Supplied records »

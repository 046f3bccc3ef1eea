//! Command shell running in the polling context.
//!
//! The shell owns the terminal for the lifetime of the session. Input comes
//! from a [`CharSource`]; the `mouse` view polls the published
//! [`MouseSnapshot`] and redraws whenever a new packet has been decoded.

pub mod commands;

pub use commands::Command;

use crate::config;
use crate::console::{Arg, Cell, CharSource, Color, ColorCode, LineOutcome, Terminal, Viewport};
use crate::drivers::keyboard::ESCAPE_SENTINEL;
use crate::drivers::MouseDriver;
use kestrel_common::MouseSnapshot;
use kestrel_hal::FrameBuffer;

/// Maximum input line length.
const MAX_LINE_LENGTH: usize = 128;

/// Glyph drawn at the pointer position (CP437 full block).
const POINTER_GLYPH: u8 = 0xDB;

pub const VERSION: &str = env!("CARGO_PKG_VERSION");

/// Interactive shell.
pub struct Shell<'a, F: FrameBuffer, K: CharSource> {
    terminal: &'a mut Terminal<F>,
    keys: K,
    mouse: &'a MouseDriver,
    /// Called while the mouse view waits for the next packet.
    idle: fn(),
}

impl<'a, F: FrameBuffer, K: CharSource> Shell<'a, F, K> {
    pub fn new(terminal: &'a mut Terminal<F>, keys: K, mouse: &'a MouseDriver) -> Self {
        Self {
            terminal,
            keys,
            mouse,
            idle: core::hint::spin_loop,
        }
    }

    /// Replaces the wait hook of the mouse view.
    pub fn with_idle(mut self, idle: fn()) -> Self {
        self.idle = idle;
        self
    }

    pub fn terminal(&self) -> &Terminal<F> {
        &*self.terminal
    }

    /// Display the shell prompt.
    pub fn prompt(&mut self) {
        let saved = self.terminal.colors();
        self.terminal.set_colors(Color::LightGreen, saved.background());
        self.terminal.put_str(config::PROMPT);
        self.terminal.set_colors(saved.foreground(), saved.background());
    }

    /// Runs forever.
    pub fn run(&mut self) -> ! {
        loop {
            self.run_once();
        }
    }

    /// Prompts, reads one line and executes it.
    ///
    /// Returns false when the line was blank or abandoned with ESC.
    pub fn run_once(&mut self) -> bool {
        self.prompt();
        let mut line = [0u8; MAX_LINE_LENGTH];
        let outcome = self.terminal.read_line(&mut self.keys, &mut line);
        if outcome == LineOutcome::Aborted {
            self.terminal.newline();
            return false;
        }
        match Command::parse(outcome.text(&line)) {
            Some(command) => {
                self.execute(command);
                true
            }
            None => false,
        }
    }

    /// Executes a parsed command.
    pub fn execute(&mut self, command: Command<'_>) {
        log::debug!("shell: {:?}", command);
        match command {
            Command::Help => self.help(),
            Command::Clear => self.clear(),
            Command::Echo(text) => self.terminal.printf("%s\n", &[Arg::from(text)]),
            Command::Mouse => self.mouse_view(),
            Command::Box => self.toggle_box(),
            Command::Version => self.terminal.printf("Kestrel v%s\n", &[Arg::from(VERSION)]),
            Command::Unknown(name) => {
                let saved = self.terminal.colors();
                self.terminal.set_colors(Color::LightRed, saved.background());
                self.terminal.printf("unknown command: %s\n", &[Arg::from(name)]);
                self.terminal.set_colors(saved.foreground(), saved.background());
            }
        }
    }

    fn help(&mut self) {
        for (usage, summary) in commands::HELP {
            self.terminal.printf("  %s", &[Arg::from(*usage)]);
            let (x, _) = self.terminal.cursor();
            for _ in x..16 {
                self.terminal.put_char(b' ');
            }
            self.terminal.printf("%s\n", &[Arg::from(*summary)]);
        }
    }

    fn clear(&mut self) {
        let colors = self.terminal.colors();
        self.terminal.clear(colors.foreground(), colors.background());
    }

    fn toggle_box(&mut self) {
        let colors = self.terminal.colors();
        if self.terminal.viewport() == Viewport::BOXED {
            self.terminal.set_viewport(Viewport::FULL);
            self.clear();
        } else {
            // wipe the whole screen first so the border lands on a blank area
            self.terminal.set_viewport(Viewport::FULL);
            self.clear();
            self.terminal.set_viewport(Viewport::BOXED);
            self.terminal.draw_frame(ColorCode::new(Color::LightCyan, colors.background()));
        }
    }

    /// Shows the pointer until ESC is pressed.
    fn mouse_view(&mut self) {
        if !self.mouse.is_streaming() {
            self.terminal.put_str("mouse not available\n");
            return;
        }

        let mut last = self.mouse.snapshot();
        self.render_mouse(last);
        loop {
            if self.keys.try_char() == Some(ESCAPE_SENTINEL) {
                self.keys.clear_exit_request();
                break;
            }
            let snapshot = self.mouse.snapshot();
            if snapshot.sequence != last.sequence {
                self.render_mouse(snapshot);
                last = snapshot;
            }
            (self.idle)();
        }
        self.clear();
    }

    fn render_mouse(&mut self, snapshot: MouseSnapshot) {
        self.clear();
        let button = |pressed: bool, name: &'static str| if pressed { name } else { "-" };
        self.terminal.printf(
            "pointer x=%2d y=%2d buttons [%s%s%s]  ESC exits",
            &[
                Arg::Int(i32::from(snapshot.x)),
                Arg::Int(i32::from(snapshot.y)),
                Arg::from(button(snapshot.status.left_button(), "L")),
                Arg::from(button(snapshot.status.middle_button(), "M")),
                Arg::from(button(snapshot.status.right_button(), "R")),
            ],
        );
        let viewport = self.terminal.viewport();
        let x = usize::from(snapshot.x).min(viewport.width - 1);
        let y = usize::from(snapshot.y).min(viewport.height - 1);
        let colors = self.terminal.colors();
        self.terminal.put_cell(x, y, Cell::new(POINTER_GLYPH, colors));
    }
}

Problem description » Look for the word "usage" in the listing above and state how many lines have it; give the number and nothing else.

Answer section » 2